Could you filter the records below down to the lines that include the word "reports"?

┄┄┄┄┄┄┄┄┄┄

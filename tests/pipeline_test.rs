//! End-to-end checks: CSV file on disk → dashboard → reports.

use pretty_assertions::assert_eq;
use revenue_report::loader::load_path;
use revenue_report::{Dashboard, RankedRow, ReportConfig, ReportError, RevenueTable, YearSummary};
use std::io::Write;
use tempfile::NamedTempFile;

fn csv_file(content: &str) -> NamedTempFile {
    let mut file = NamedTempFile::new().expect("Failed to create temp file");
    file.write_all(content.as_bytes()).unwrap();
    file.flush().unwrap();
    file
}

fn loaded(content: &str) -> Dashboard {
    let file = csv_file(content);
    let mut dash = Dashboard::new(ReportConfig::default()).unwrap();
    dash.ingest_path(file.path()).unwrap();
    dash
}

const LYON_PARIS: &str = "\
order_id,customer_id,order_date,revenue,city,state
1,10,2023-01-01,100,Lyon,FR
2,11,2023-02-01,300,Paris,FR
3,12,2024-01-01,50,Lyon,FR
";

#[test]
fn lyon_paris_scenario() {
    let mut dash = loaded(LYON_PARIS);
    assert_eq!(dash.repository().years(), vec![2024, 2023]);

    let reports = dash.select_year(2023);
    assert_eq!(
        reports.table,
        RevenueTable::Ranked {
            year: 2023,
            rows: vec![
                RankedRow {
                    location: "Paris, FR".into(),
                    revenue: 300.0,
                    percent: "75.00".into(),
                },
                RankedRow {
                    location: "Lyon, FR".into(),
                    revenue: 100.0,
                    percent: "25.00".into(),
                },
            ],
        }
    );
    assert_eq!(
        reports.summary,
        YearSummary {
            year: 2023,
            total_revenue: 400.0,
            total_orders: 2,
            unique_locations: 2,
        }
    );
}

#[test]
fn only_invalid_rows_is_reported_as_no_valid_data() {
    let file = csv_file(
        "order_date,revenue,city,state\n2023-01-01,-5,Lyon,FR\nnot-a-date,10,Lyon,FR\n",
    );
    let mut dash = Dashboard::default();
    let err = dash.ingest_path(file.path()).unwrap_err();
    assert!(matches!(err, ReportError::NoValidData));
    assert!(!dash.is_loaded());
}

#[test]
fn missing_columns_are_named() {
    let file = csv_file("order_date,amount,town\n2023-01-01,10,Lyon\n");
    match load_path(file.path(), b',') {
        Err(ReportError::MissingColumns(cols)) => {
            assert_eq!(cols, vec!["revenue", "city", "state"]);
        }
        other => panic!("expected missing columns, got {:?}", other.map(|(_, r)| r)),
    }
}

#[test]
fn missing_file_is_an_io_error() {
    let mut dash = Dashboard::default();
    let err = dash
        .ingest_path(std::path::Path::new("/nonexistent/orders-12345.csv"))
        .unwrap_err();
    assert!(matches!(err, ReportError::Io(_)));
}

#[test]
fn every_loaded_order_is_valid() {
    let dash = loaded(
        "order_date,revenue,city,state\n\
         2023-01-01,10,A,X\n\
         2023-01-02,0,B,X\n\
         2023-01-03,abc,C,X\n\
         2023-01-04,5,,X\n\
         2023-01-05,5,D,\n\
         bad,5,E,X\n\
         2022-12-31,\"1,250.75\",F,X\n",
    );
    let orders = dash.repository().orders();
    assert_eq!(orders.len(), 2);
    assert!(orders.iter().all(|o| o.revenue > 0.0));
    assert_eq!(dash.repository().locations(), vec!["A, X", "F, X"]);
    assert_eq!(orders[1].revenue, 1250.75);
}

#[test]
fn twelve_locations_fold_into_ten_plus_other() {
    let mut content = String::from("order_date,revenue,city,state\n");
    let revenues = [100, 90, 80, 70, 60, 50, 40, 30, 20, 10, 1, 1];
    for (i, r) in revenues.iter().enumerate() {
        content.push_str(&format!("2023-06-01,{},City{:02},ST\n", r, i));
    }
    let mut dash = loaded(&content);
    let pie = dash.select_year(2023).pie;

    assert_eq!(pie.labels.len(), 11);
    assert_eq!(pie.values.len(), 11);
    assert_eq!(pie.labels[9], "City09, ST");
    assert_eq!(pie.labels[10], "Other");
    assert_eq!(pie.values[10], 2.0);
}

#[test]
fn comparison_arrays_align_with_global_years() {
    let mut dash = loaded(
        "order_date,revenue,city,state\n\
         2021-03-01,10,Lyon,FR\n\
         2022-03-01,20,Paris,FR\n\
         2023-03-01,30,Nice,FR\n",
    );
    let cmp = dash.select_pair("Lyon, FR", "Paris, FR");
    assert_eq!(cmp.years, vec![2021, 2022, 2023]);
    assert_eq!(cmp.series_a, vec![10.0, 0.0, 0.0]);
    assert_eq!(cmp.series_b, vec![0.0, 20.0, 0.0]);
    assert_eq!(cmp.years.len(), cmp.series_a.len());
    assert_eq!(cmp.years.len(), cmp.series_b.len());
}

#[test]
fn export_round_trip_through_files() {
    let mut dash = loaded(LYON_PARIS);
    let reports = dash.select_year(2024);
    let dir = tempfile::tempdir().unwrap();
    let written =
        revenue_report::output::export_reports(dir.path(), &reports, None).unwrap();
    assert!(written.iter().all(|p| p.exists()));
    assert!(written[0].ends_with("revenue_by_location_2024.csv"));
    assert!(written[1].ends_with("report_2024.json"));
}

┄┄┄┄┄┄┄┄┄┄

→ **Task result**:
//! End-to-end checks: CSV file on disk → dashboard → reports.
    let reports = dash.select_year(2023);
        reports.table,
        reports.summary,
    let reports = dash.select_year(2024);
        revenue_report::output::export_reports(dir.path(), &reports, None).unwrap();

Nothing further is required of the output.